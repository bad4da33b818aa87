//! Movement domain: street geometry and actor spawning from tuning data.

use avian2d::prelude::*;
use bevy::prelude::*;

use crate::content::{BlockDef, GameplayTuning, vec2};
use crate::core::Difficulty;
use crate::kinematics::{CopPolicy, HazardCooldown, JumpController, KinematicBody, RunnerPolicy};
use crate::movement::{CameraFocus, Cop, GameLayer, Ground, Obstacle, Runner, SpawnPoint};

const GROUND_COLOR: Color = Color::srgb(0.3, 0.3, 0.35);
const OBSTACLE_COLOR: Color = Color::srgb(0.75, 0.35, 0.2);
pub(crate) const RUNNER_COLOR: Color = Color::srgb(0.9, 0.75, 0.2);
const COP_COLOR: Color = Color::srgb(0.15, 0.2, 0.7);

/// Spawn the street and the obstacles on it.
pub(crate) fn spawn_level(mut commands: Commands, tuning: Res<GameplayTuning>) {
    let ground_layers =
        CollisionLayers::new(GameLayer::Ground, [GameLayer::Runner, GameLayer::Cop]);
    let obstacle_layers = CollisionLayers::new(GameLayer::Obstacle, [GameLayer::Runner]);

    for block in &tuning.level.ground {
        commands.spawn((
            Ground,
            block_sprite(block, GROUND_COLOR, 0.0),
            RigidBody::Static,
            Collider::rectangle(block.size.0, block.size.1),
            ground_layers,
        ));
    }

    for block in &tuning.level.obstacles {
        commands.spawn((
            Obstacle,
            block_sprite(block, OBSTACLE_COLOR, 0.5),
            RigidBody::Static,
            Collider::rectangle(block.size.0, block.size.1),
            obstacle_layers,
        ));
    }

    info!(
        "Spawned level: {} ground blocks, {} obstacles",
        tuning.level.ground.len(),
        tuning.level.obstacles.len()
    );
}

/// Spawn the runner and the cops chasing them.
pub(crate) fn spawn_actors(
    mut commands: Commands,
    tuning: Res<GameplayTuning>,
    difficulty: Res<Difficulty>,
) {
    let runner = &tuning.runner;
    let spawn = vec2(tuning.level.runner_spawn);

    commands.spawn((
        // Identity
        (Runner, CameraFocus, SpawnPoint(spawn)),
        // Kinematics
        (
            KinematicBody {
                min_ground_normal_y: tuning.physics.min_ground_normal_y,
                ..default()
            }
            .with_gravity_modifier(runner.gravity_modifier),
            JumpController::new(runner.jump_timing())
            .with_take_off_speed(runner.take_off_speed)
            .with_deceleration(runner.jump_deceleration),
            RunnerPolicy::new(runner.max_speed, runner.drive_mode),
            HazardCooldown::new(runner.damage_cooldown),
        ),
        // Rendering
        Sprite {
            color: RUNNER_COLOR,
            custom_size: Some(vec2(runner.size)),
            ..default()
        },
        Transform::from_xyz(spawn.x, spawn.y, 2.0),
        // Physics
        (
            RigidBody::Kinematic,
            Collider::rectangle(runner.size.0, runner.size.1),
            CollisionLayers::new(GameLayer::Runner, [GameLayer::Ground, GameLayer::Obstacle]),
        ),
    ));

    let cop_speed = tuning.difficulty.profile(*difficulty).cop_speed;
    let cop = &tuning.cop;
    for &spawn in &tuning.level.cop_spawns {
        let spawn = vec2(spawn);
        commands.spawn((
            (Cop, SpawnPoint(spawn)),
            (
                KinematicBody {
                    min_ground_normal_y: tuning.physics.min_ground_normal_y,
                    ..default()
                }
                .with_gravity_modifier(cop.gravity_modifier),
                CopPolicy::new(cop_speed),
            ),
            Sprite {
                color: COP_COLOR,
                custom_size: Some(vec2(cop.size)),
                ..default()
            },
            Transform::from_xyz(spawn.x, spawn.y, 1.5),
            (
                RigidBody::Kinematic,
                Collider::rectangle(cop.size.0, cop.size.1),
                CollisionLayers::new(GameLayer::Cop, [GameLayer::Ground]),
            ),
        ));
    }

    info!(
        "Spawned runner at {:?} and {} cop(s) at speed {}",
        spawn,
        tuning.level.cop_spawns.len(),
        cop_speed
    );
}

/// Sprite and transform for an axis-aligned block.
pub(crate) fn block_sprite(block: &BlockDef, color: Color, z: f32) -> (Sprite, Transform) {
    let center = block.center();
    (
        Sprite {
            color,
            custom_size: Some(block.size()),
            ..default()
        },
        Transform::from_xyz(center.x, center.y, z),
    )
}
//! Movement domain: side-scrolling camera.

use bevy::prelude::*;

use crate::movement::CameraFocus;

/// How far ahead of the focus the camera looks.
const CAMERA_LEAD: f32 = 4.0;
const CAMERA_HEIGHT: f32 = 1.0;

pub(crate) fn follow_focus(
    focus: Query<&Transform, (With<CameraFocus>, Without<Camera2d>)>,
    mut cameras: Query<&mut Transform, With<Camera2d>>,
) {
    let Ok(target) = focus.single() else {
        return;
    };
    let Ok(mut camera) = cameras.single_mut() else {
        return;
    };

    camera.translation.x = target.translation.x + CAMERA_LEAD;
    camera.translation.y = CAMERA_HEIGHT;
}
======
From the records above, please extract every line and repeat it exactly.

## Finished task
repository bad4da33b818aa87
//! Movement domain: street geometry and actor spawning from tuning data.

use avian2d::prelude::*;
use bevy::prelude::*;

use crate::content::{BlockDef, GameplayTuning, vec2};
use crate::core::Difficulty;
use crate::kinematics::{CopPolicy, HazardCooldown, JumpController, KinematicBody, RunnerPolicy};
use crate::movement::{CameraFocus, Cop, GameLayer, Ground, Obstacle, Runner, SpawnPoint};

const GROUND_COLOR: Color = Color::srgb(0.3, 0.3, 0.35);
const OBSTACLE_COLOR: Color = Color::srgb(0.75, 0.35, 0.2);
pub(crate) const RUNNER_COLOR: Color = Color::srgb(0.9, 0.75, 0.2);
const COP_COLOR: Color = Color::srgb(0.15, 0.2, 0.7);

/// Spawn the street and the obstacles on it.
pub(crate) fn spawn_level(mut commands: Commands, tuning: Res<GameplayTuning>) {
    let ground_layers =
        CollisionLayers::new(GameLayer::Ground, [GameLayer::Runner, GameLayer::Cop]);
    let obstacle_layers = CollisionLayers::new(GameLayer::Obstacle, [GameLayer::Runner]);

    for block in &tuning.level.ground {
        commands.spawn((
            Ground,
            block_sprite(block, GROUND_COLOR, 0.0),
            RigidBody::Static,
            Collider::rectangle(block.size.0, block.size.1),
            ground_layers,
        ));
    }

    for block in &tuning.level.obstacles {
        commands.spawn((
            Obstacle,
            block_sprite(block, OBSTACLE_COLOR, 0.5),
            RigidBody::Static,
            Collider::rectangle(block.size.0, block.size.1),
            obstacle_layers,
        ));
    }

    info!(
        "Spawned level: {} ground blocks, {} obstacles",
        tuning.level.ground.len(),
        tuning.level.obstacles.len()
    );
}

/// Spawn the runner and the cops chasing them.
pub(crate) fn spawn_actors(
    mut commands: Commands,
    tuning: Res<GameplayTuning>,
    difficulty: Res<Difficulty>,
) {
    let runner = &tuning.runner;
    let spawn = vec2(tuning.level.runner_spawn);

    commands.spawn((
        // Identity
        (Runner, CameraFocus, SpawnPoint(spawn)),
        // Kinematics
        (
            KinematicBody {
                min_ground_normal_y: tuning.physics.min_ground_normal_y,
                ..default()
            }
            .with_gravity_modifier(runner.gravity_modifier),
            JumpController::new(runner.jump_timing())
            .with_take_off_speed(runner.take_off_speed)
            .with_deceleration(runner.jump_deceleration),
            RunnerPolicy::new(runner.max_speed, runner.drive_mode),
            HazardCooldown::new(runner.damage_cooldown),
        ),
        // Rendering
        Sprite {
            color: RUNNER_COLOR,
            custom_size: Some(vec2(runner.size)),
            ..default()
        },
        Transform::from_xyz(spawn.x, spawn.y, 2.0),
        // Physics
        (
            RigidBody::Kinematic,
            Collider::rectangle(runner.size.0, runner.size.1),
            CollisionLayers::new(GameLayer::Runner, [GameLayer::Ground, GameLayer::Obstacle]),
        ),
    ));

    let cop_speed = tuning.difficulty.profile(*difficulty).cop_speed;
    let cop = &tuning.cop;
    for &spawn in &tuning.level.cop_spawns {
        let spawn = vec2(spawn);
        commands.spawn((
            (Cop, SpawnPoint(spawn)),
            (
                KinematicBody {
                    min_ground_normal_y: tuning.physics.min_ground_normal_y,
                    ..default()
                }
                .with_gravity_modifier(cop.gravity_modifier),
                CopPolicy::new(cop_speed),
            ),
            Sprite {
                color: COP_COLOR,
                custom_size: Some(vec2(cop.size)),
                ..default()
            },
            Transform::from_xyz(spawn.x, spawn.y, 1.5),
            (
                RigidBody::Kinematic,
                Collider::rectangle(cop.size.0, cop.size.1),
                CollisionLayers::new(GameLayer::Cop, [GameLayer::Ground]),
            ),
        ));
    }

    info!(
        "Spawned runner at {:?} and {} cop(s) at speed {}",
        spawn,
        tuning.level.cop_spawns.len(),
        cop_speed
    );
}

/// Sprite and transform for an axis-aligned block.
pub(crate) fn block_sprite(block: &BlockDef, color: Color, z: f32) -> (Sprite, Transform) {
    let center = block.center();
    (
        Sprite {
            color,
            custom_size: Some(block.size()),
            ..default()
        },
        Transform::from_xyz(center.x, center.y, z),
    )
}
//! Movement domain: side-scrolling camera.

use bevy::prelude::*;

use crate::movement::CameraFocus;

/// How far ahead of the focus the camera looks.
const CAMERA_LEAD: f32 = 4.0;
const CAMERA_HEIGHT: f32 = 1.0;

pub(crate) fn follow_focus(
    focus: Query<&Transform, (With<CameraFocus>, Without<Camera2d>)>,
    mut cameras: Query<&mut Transform, With<Camera2d>>,
) {
    let Ok(target) = focus.single() else {
        return;
    };
    let Ok(mut camera) = cameras.single_mut() else {
        return;
    };

    camera.translation.x = target.translation.x + CAMERA_LEAD;
    camera.translation.y = CAMERA_HEIGHT;
}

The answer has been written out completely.